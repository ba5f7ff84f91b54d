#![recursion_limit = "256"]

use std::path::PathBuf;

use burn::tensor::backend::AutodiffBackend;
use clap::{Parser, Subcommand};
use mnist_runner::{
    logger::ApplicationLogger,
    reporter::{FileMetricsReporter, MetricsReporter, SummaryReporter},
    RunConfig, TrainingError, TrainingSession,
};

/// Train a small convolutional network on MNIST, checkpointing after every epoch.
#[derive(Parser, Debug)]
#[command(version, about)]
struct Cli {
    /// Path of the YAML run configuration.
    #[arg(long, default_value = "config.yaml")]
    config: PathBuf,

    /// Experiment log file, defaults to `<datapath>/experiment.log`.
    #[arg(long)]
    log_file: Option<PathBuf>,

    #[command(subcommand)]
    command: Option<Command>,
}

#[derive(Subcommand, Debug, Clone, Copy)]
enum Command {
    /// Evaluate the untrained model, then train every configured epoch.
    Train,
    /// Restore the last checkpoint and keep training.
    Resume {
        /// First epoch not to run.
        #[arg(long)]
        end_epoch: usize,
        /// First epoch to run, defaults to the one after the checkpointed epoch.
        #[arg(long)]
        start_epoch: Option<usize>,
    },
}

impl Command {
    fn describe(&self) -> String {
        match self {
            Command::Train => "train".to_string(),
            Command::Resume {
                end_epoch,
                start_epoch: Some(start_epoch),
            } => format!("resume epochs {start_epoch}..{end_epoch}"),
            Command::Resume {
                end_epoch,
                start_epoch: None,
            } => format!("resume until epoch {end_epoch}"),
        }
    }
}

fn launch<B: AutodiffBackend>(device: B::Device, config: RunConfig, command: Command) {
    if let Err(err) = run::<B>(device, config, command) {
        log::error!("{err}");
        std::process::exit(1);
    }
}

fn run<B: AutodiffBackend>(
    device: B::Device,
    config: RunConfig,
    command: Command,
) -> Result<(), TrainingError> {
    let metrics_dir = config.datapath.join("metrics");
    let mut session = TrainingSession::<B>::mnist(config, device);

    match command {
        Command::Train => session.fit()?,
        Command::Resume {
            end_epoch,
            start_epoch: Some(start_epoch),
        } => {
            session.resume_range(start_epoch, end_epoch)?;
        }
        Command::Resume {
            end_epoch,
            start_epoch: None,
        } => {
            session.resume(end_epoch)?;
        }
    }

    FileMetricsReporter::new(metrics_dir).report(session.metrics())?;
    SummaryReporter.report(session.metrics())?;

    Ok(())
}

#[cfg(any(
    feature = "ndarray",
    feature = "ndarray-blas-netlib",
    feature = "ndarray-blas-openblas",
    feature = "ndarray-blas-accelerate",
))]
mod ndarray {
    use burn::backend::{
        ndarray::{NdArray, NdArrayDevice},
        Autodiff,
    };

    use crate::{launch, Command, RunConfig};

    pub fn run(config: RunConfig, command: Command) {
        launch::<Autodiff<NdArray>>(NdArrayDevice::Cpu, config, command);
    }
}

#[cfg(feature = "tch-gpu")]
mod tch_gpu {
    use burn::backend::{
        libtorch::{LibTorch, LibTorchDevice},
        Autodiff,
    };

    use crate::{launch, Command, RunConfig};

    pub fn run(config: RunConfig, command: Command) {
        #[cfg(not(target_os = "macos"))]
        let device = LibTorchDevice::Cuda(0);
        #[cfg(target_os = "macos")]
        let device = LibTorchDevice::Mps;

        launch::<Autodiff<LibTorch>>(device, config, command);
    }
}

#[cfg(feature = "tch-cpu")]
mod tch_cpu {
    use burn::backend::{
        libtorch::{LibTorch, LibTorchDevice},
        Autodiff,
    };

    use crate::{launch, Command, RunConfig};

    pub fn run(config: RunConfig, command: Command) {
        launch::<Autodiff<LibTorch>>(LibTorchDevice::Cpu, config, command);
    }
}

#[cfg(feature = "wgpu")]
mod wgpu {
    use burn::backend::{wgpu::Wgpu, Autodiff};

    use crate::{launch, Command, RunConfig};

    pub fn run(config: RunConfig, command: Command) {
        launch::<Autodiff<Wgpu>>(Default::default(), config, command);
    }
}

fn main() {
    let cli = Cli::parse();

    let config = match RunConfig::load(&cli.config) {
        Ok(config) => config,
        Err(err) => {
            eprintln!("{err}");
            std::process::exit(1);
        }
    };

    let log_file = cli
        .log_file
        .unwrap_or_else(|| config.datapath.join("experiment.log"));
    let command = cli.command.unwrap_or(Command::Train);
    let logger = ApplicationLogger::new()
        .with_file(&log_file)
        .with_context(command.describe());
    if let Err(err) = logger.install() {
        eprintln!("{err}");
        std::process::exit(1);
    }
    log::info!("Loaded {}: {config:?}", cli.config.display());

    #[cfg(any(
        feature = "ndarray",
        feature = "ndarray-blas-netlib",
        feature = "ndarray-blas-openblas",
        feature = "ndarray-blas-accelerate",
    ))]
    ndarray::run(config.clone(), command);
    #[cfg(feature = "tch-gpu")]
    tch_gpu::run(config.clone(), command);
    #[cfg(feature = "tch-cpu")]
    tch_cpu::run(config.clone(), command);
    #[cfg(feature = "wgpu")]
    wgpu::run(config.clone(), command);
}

* * *

AIM OF THE TASK -
Transcribe the material above word for word.

COMPLETED EXERCISE -
repository ba5f7ff84f91b54d
#![recursion_limit = "256"]

use std::path::PathBuf;

use burn::tensor::backend::AutodiffBackend;
use clap::{Parser, Subcommand};
use mnist_runner::{
    logger::ApplicationLogger,
    reporter::{FileMetricsReporter, MetricsReporter, SummaryReporter},
    RunConfig, TrainingError, TrainingSession,
};

/// Train a small convolutional network on MNIST, checkpointing after every epoch.
#[derive(Parser, Debug)]
#[command(version, about)]
struct Cli {
    /// Path of the YAML run configuration.
    #[arg(long, default_value = "config.yaml")]
    config: PathBuf,

    /// Experiment log file, defaults to `<datapath>/experiment.log`.
    #[arg(long)]
    log_file: Option<PathBuf>,

    #[command(subcommand)]
    command: Option<Command>,
}

#[derive(Subcommand, Debug, Clone, Copy)]
enum Command {
    /// Evaluate the untrained model, then train every configured epoch.
    Train,
    /// Restore the last checkpoint and keep training.
    Resume {
        /// First epoch not to run.
        #[arg(long)]
        end_epoch: usize,
        /// First epoch to run, defaults to the one after the checkpointed epoch.
        #[arg(long)]
        start_epoch: Option<usize>,
    },
}

impl Command {
    fn describe(&self) -> String {
        match self {
            Command::Train => "train".to_string(),
            Command::Resume {
                end_epoch,
                start_epoch: Some(start_epoch),
            } => format!("resume epochs {start_epoch}..{end_epoch}"),
            Command::Resume {
                end_epoch,
                start_epoch: None,
            } => format!("resume until epoch {end_epoch}"),
        }
    }
}

fn launch<B: AutodiffBackend>(device: B::Device, config: RunConfig, command: Command) {
    if let Err(err) = run::<B>(device, config, command) {
        log::error!("{err}");
        std::process::exit(1);
    }
}

fn run<B: AutodiffBackend>(
    device: B::Device,
    config: RunConfig,
    command: Command,
) -> Result<(), TrainingError> {
    let metrics_dir = config.datapath.join("metrics");
    let mut session = TrainingSession::<B>::mnist(config, device);

    match command {
        Command::Train => session.fit()?,
        Command::Resume {
            end_epoch,
            start_epoch: Some(start_epoch),
        } => {
            session.resume_range(start_epoch, end_epoch)?;
        }
        Command::Resume {
            end_epoch,
            start_epoch: None,
        } => {
            session.resume(end_epoch)?;
        }
    }

    FileMetricsReporter::new(metrics_dir).report(session.metrics())?;
    SummaryReporter.report(session.metrics())?;

    Ok(())
}

#[cfg(any(
    feature = "ndarray",
    feature = "ndarray-blas-netlib",
    feature = "ndarray-blas-openblas",
    feature = "ndarray-blas-accelerate",
))]
mod ndarray {
    use burn::backend::{
        ndarray::{NdArray, NdArrayDevice},
        Autodiff,
    };

    use crate::{launch, Command, RunConfig};

    pub fn run(config: RunConfig, command: Command) {
        launch::<Autodiff<NdArray>>(NdArrayDevice::Cpu, config, command);
    }
}

#[cfg(feature = "tch-gpu")]
mod tch_gpu {
    use burn::backend::{
        libtorch::{LibTorch, LibTorchDevice},
        Autodiff,
    };

    use crate::{launch, Command, RunConfig};

    pub fn run(config: RunConfig, command: Command) {
        #[cfg(not(target_os = "macos"))]
        let device = LibTorchDevice::Cuda(0);
        #[cfg(target_os = "macos")]
        let device = LibTorchDevice::Mps;

        launch::<Autodiff<LibTorch>>(device, config, command);
    }
}

#[cfg(feature = "tch-cpu")]
mod tch_cpu {
    use burn::backend::{
        libtorch::{LibTorch, LibTorchDevice},
        Autodiff,
    };

    use crate::{launch, Command, RunConfig};

    pub fn run(config: RunConfig, command: Command) {
        launch::<Autodiff<LibTorch>>(LibTorchDevice::Cpu, config, command);
    }
}

#[cfg(feature = "wgpu")]
mod wgpu {
    use burn::backend::{wgpu::Wgpu, Autodiff};

    use crate::{launch, Command, RunConfig};

    pub fn run(config: RunConfig, command: Command) {
        launch::<Autodiff<Wgpu>>(Default::default(), config, command);
    }
}

fn main() {
    let cli = Cli::parse();

    let config = match RunConfig::load(&cli.config) {
        Ok(config) => config,
        Err(err) => {
            eprintln!("{err}");
            std::process::exit(1);
        }
    };

    let log_file = cli
        .log_file
        .unwrap_or_else(|| config.datapath.join("experiment.log"));
    let command = cli.command.unwrap_or(Command::Train);
    let logger = ApplicationLogger::new()
        .with_file(&log_file)
        .with_context(command.describe());
    if let Err(err) = logger.install() {
        eprintln!("{err}");
        std::process::exit(1);
    }
    log::info!("Loaded {}: {config:?}", cli.config.display());

    #[cfg(any(
        feature = "ndarray",
        feature = "ndarray-blas-netlib",
        feature = "ndarray-blas-openblas",
        feature = "ndarray-blas-accelerate",
    ))]
    ndarray::run(config.clone(), command);
    #[cfg(feature = "tch-gpu")]
    tch_gpu::run(config.clone(), command);
    #[cfg(feature = "tch-cpu")]
    tch_cpu::run(config.clone(), command);
    #[cfg(feature = "wgpu")]
    wgpu::run(config.clone(), command);
}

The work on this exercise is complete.